*Try it*
Please print every line of the material below exactly.

*Input data*

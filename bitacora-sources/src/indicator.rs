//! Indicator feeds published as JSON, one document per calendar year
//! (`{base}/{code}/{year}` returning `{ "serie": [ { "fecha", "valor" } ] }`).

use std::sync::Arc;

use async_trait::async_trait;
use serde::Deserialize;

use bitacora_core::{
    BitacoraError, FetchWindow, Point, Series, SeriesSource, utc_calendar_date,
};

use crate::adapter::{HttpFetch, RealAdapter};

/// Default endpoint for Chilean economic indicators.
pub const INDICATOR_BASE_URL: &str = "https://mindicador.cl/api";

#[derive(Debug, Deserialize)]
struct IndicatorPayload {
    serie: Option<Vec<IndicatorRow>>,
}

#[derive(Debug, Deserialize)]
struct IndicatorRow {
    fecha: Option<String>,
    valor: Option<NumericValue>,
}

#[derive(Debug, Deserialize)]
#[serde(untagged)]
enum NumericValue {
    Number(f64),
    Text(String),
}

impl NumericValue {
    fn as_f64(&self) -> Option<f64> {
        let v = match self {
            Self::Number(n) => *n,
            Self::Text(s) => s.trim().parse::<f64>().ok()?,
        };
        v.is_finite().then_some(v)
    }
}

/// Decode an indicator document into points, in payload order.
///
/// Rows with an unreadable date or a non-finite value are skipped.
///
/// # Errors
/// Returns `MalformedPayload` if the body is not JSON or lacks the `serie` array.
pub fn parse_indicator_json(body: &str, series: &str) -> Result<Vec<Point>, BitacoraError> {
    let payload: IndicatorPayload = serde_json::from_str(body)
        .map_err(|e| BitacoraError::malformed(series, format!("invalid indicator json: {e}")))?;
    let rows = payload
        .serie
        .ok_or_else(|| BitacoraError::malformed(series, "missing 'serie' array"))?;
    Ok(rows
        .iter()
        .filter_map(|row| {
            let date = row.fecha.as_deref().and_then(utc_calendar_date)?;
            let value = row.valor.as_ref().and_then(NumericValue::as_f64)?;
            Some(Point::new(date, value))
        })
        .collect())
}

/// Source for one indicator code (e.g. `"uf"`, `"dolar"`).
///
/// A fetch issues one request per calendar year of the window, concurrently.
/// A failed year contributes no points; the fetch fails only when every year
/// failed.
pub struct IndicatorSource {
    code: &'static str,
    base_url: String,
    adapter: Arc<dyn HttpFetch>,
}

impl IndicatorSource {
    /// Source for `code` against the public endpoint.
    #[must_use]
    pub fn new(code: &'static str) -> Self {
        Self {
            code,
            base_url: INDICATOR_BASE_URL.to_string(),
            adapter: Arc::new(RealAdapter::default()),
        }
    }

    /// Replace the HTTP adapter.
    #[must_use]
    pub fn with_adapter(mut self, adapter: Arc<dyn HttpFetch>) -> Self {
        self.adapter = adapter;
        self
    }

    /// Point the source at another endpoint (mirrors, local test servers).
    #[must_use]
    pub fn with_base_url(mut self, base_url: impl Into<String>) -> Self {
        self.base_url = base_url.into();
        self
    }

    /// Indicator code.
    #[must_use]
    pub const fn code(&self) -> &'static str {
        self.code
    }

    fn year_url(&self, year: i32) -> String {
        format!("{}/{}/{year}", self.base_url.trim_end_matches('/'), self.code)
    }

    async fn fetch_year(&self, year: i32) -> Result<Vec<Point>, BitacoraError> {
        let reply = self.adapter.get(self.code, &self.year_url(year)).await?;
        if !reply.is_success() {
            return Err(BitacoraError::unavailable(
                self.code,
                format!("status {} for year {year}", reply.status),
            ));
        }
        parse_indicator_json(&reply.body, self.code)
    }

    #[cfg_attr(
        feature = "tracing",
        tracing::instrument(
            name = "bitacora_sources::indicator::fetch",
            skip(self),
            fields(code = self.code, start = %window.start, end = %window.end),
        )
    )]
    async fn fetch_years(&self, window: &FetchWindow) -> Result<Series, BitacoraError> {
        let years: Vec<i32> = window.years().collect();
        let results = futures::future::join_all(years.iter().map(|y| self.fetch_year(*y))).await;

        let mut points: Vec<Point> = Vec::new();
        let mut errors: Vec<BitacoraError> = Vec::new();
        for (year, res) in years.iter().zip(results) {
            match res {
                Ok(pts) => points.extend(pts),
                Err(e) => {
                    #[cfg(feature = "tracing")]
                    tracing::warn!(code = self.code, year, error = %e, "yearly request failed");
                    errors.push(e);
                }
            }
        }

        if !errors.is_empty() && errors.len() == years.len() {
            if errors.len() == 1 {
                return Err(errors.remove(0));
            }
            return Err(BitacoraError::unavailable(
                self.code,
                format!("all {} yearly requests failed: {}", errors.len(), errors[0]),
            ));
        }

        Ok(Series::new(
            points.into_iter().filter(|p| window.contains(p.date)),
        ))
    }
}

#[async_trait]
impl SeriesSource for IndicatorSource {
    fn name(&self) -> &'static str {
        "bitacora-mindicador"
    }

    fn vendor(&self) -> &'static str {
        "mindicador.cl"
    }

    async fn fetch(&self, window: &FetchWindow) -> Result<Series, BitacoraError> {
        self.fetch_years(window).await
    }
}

*Finished exercise*
filename bitacora-sources/src/indicator.rs
//! Indicator feeds published as JSON, one document per calendar year
//! (`{base}/{code}/{year}` returning `{ "serie": [ { "fecha", "valor" } ] }`).

use std::sync::Arc;

use async_trait::async_trait;
use serde::Deserialize;

use bitacora_core::{
    BitacoraError, FetchWindow, Point, Series, SeriesSource, utc_calendar_date,
};

use crate::adapter::{HttpFetch, RealAdapter};

/// Default endpoint for Chilean economic indicators.
pub const INDICATOR_BASE_URL: &str = "https://mindicador.cl/api";

#[derive(Debug, Deserialize)]
struct IndicatorPayload {
    serie: Option<Vec<IndicatorRow>>,
}

#[derive(Debug, Deserialize)]
struct IndicatorRow {
    fecha: Option<String>,
    valor: Option<NumericValue>,
}

#[derive(Debug, Deserialize)]
#[serde(untagged)]
enum NumericValue {
    Number(f64),
    Text(String),
}

impl NumericValue {
    fn as_f64(&self) -> Option<f64> {
        let v = match self {
            Self::Number(n) => *n,
            Self::Text(s) => s.trim().parse::<f64>().ok()?,
        };
        v.is_finite().then_some(v)
    }
}

/// Decode an indicator document into points, in payload order.
///
/// Rows with an unreadable date or a non-finite value are skipped.
///
/// # Errors
/// Returns `MalformedPayload` if the body is not JSON or lacks the `serie` array.
pub fn parse_indicator_json(body: &str, series: &str) -> Result<Vec<Point>, BitacoraError> {
    let payload: IndicatorPayload = serde_json::from_str(body)
        .map_err(|e| BitacoraError::malformed(series, format!("invalid indicator json: {e}")))?;
    let rows = payload
        .serie
        .ok_or_else(|| BitacoraError::malformed(series, "missing 'serie' array"))?;
    Ok(rows
        .iter()
        .filter_map(|row| {
            let date = row.fecha.as_deref().and_then(utc_calendar_date)?;
            let value = row.valor.as_ref().and_then(NumericValue::as_f64)?;
            Some(Point::new(date, value))
        })
        .collect())
}

/// Source for one indicator code (e.g. `"uf"`, `"dolar"`).
///
/// A fetch issues one request per calendar year of the window, concurrently.
/// A failed year contributes no points; the fetch fails only when every year
/// failed.
pub struct IndicatorSource {
    code: &'static str,
    base_url: String,
    adapter: Arc<dyn HttpFetch>,
}

impl IndicatorSource {
    /// Source for `code` against the public endpoint.
    #[must_use]
    pub fn new(code: &'static str) -> Self {
        Self {
            code,
            base_url: INDICATOR_BASE_URL.to_string(),
            adapter: Arc::new(RealAdapter::default()),
        }
    }

    /// Replace the HTTP adapter.
    #[must_use]
    pub fn with_adapter(mut self, adapter: Arc<dyn HttpFetch>) -> Self {
        self.adapter = adapter;
        self
    }

    /// Point the source at another endpoint (mirrors, local test servers).
    #[must_use]
    pub fn with_base_url(mut self, base_url: impl Into<String>) -> Self {
        self.base_url = base_url.into();
        self
    }

    /// Indicator code.
    #[must_use]
    pub const fn code(&self) -> &'static str {
        self.code
    }

    fn year_url(&self, year: i32) -> String {
        format!("{}/{}/{year}", self.base_url.trim_end_matches('/'), self.code)
    }

    async fn fetch_year(&self, year: i32) -> Result<Vec<Point>, BitacoraError> {
        let reply = self.adapter.get(self.code, &self.year_url(year)).await?;
        if !reply.is_success() {
            return Err(BitacoraError::unavailable(
                self.code,
                format!("status {} for year {year}", reply.status),
            ));
        }
        parse_indicator_json(&reply.body, self.code)
    }

    #[cfg_attr(
        feature = "tracing",
        tracing::instrument(
            name = "bitacora_sources::indicator::fetch",
            skip(self),
            fields(code = self.code, start = %window.start, end = %window.end),
        )
    )]
    async fn fetch_years(&self, window: &FetchWindow) -> Result<Series, BitacoraError> {
        let years: Vec<i32> = window.years().collect();
        let results = futures::future::join_all(years.iter().map(|y| self.fetch_year(*y))).await;

        let mut points: Vec<Point> = Vec::new();
        let mut errors: Vec<BitacoraError> = Vec::new();
        for (year, res) in years.iter().zip(results) {
            match res {
                Ok(pts) => points.extend(pts),
                Err(e) => {
                    #[cfg(feature = "tracing")]
                    tracing::warn!(code = self.code, year, error = %e, "yearly request failed");
                    errors.push(e);
                }
            }
        }

        if !errors.is_empty() && errors.len() == years.len() {
            if errors.len() == 1 {
                return Err(errors.remove(0));
            }
            return Err(BitacoraError::unavailable(
                self.code,
                format!("all {} yearly requests failed: {}", errors.len(), errors[0]),
            ));
        }

        Ok(Series::new(
            points.into_iter().filter(|p| window.contains(p.date)),
        ))
    }
}

#[async_trait]
impl SeriesSource for IndicatorSource {
    fn name(&self) -> &'static str {
        "bitacora-mindicador"
    }

    fn vendor(&self) -> &'static str {
        "mindicador.cl"
    }

    async fn fetch(&self, window: &FetchWindow) -> Result<Series, BitacoraError> {
        self.fetch_years(window).await
    }
}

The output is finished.